• _Saved entries_
##############################
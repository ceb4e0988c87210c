//! Low feed stock detector.

use herdbell_entity::herd::FeedItem;
use herdbell_entity::notification::NotificationType;

use super::candidate::{AffectedEntity, Candidate};

/// One candidate per item at or below its minimum stock level.
pub fn detect_low_stock(items: &[FeedItem]) -> Vec<Candidate> {
    items
        .iter()
        .filter(|item| item.is_low())
        .map(|item| Candidate {
            kind: NotificationType::LowStock,
            entity: AffectedEntity::Feed(item.summary()),
        })
        .collect()
}
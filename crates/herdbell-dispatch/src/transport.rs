//! Outbound transport abstraction.

use async_trait::async_trait;
use tracing::info;

use herdbell_core::result::AppResult;
use herdbell_core::types::NotificationId;
use herdbell_entity::notification::DeliveryChannel;

/// Delivers a notification over one channel.
///
/// Called from the delivery worker only. Failures are logged and never
/// retried.
#[async_trait]
pub trait Transport: Send + Sync + std::fmt::Debug + 'static {
    /// Hand `notification_id` to `channel`.
    async fn deliver(&self, notification_id: NotificationId, channel: DeliveryChannel) -> AppResult<()>;
}

/// Transport that records every hand-off as a tracing event.
#[derive(Debug, Clone, Copy, Default)]
pub struct LogTransport;

#[async_trait]
impl Transport for LogTransport {
    async fn deliver(&self, notification_id: NotificationId, channel: DeliveryChannel) -> AppResult<()> {
        info!(
            notification_id = %notification_id,
            channel = %channel,
            "Notification handed off"
        );
        Ok(())
    }
}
##############################
• _PROBLEM STATEMENT_
Go through the data above and copy each line in which "LogTransport" appears.

• _TASK SOLUTION_
pub struct LogTransport;
impl Transport for LogTransport {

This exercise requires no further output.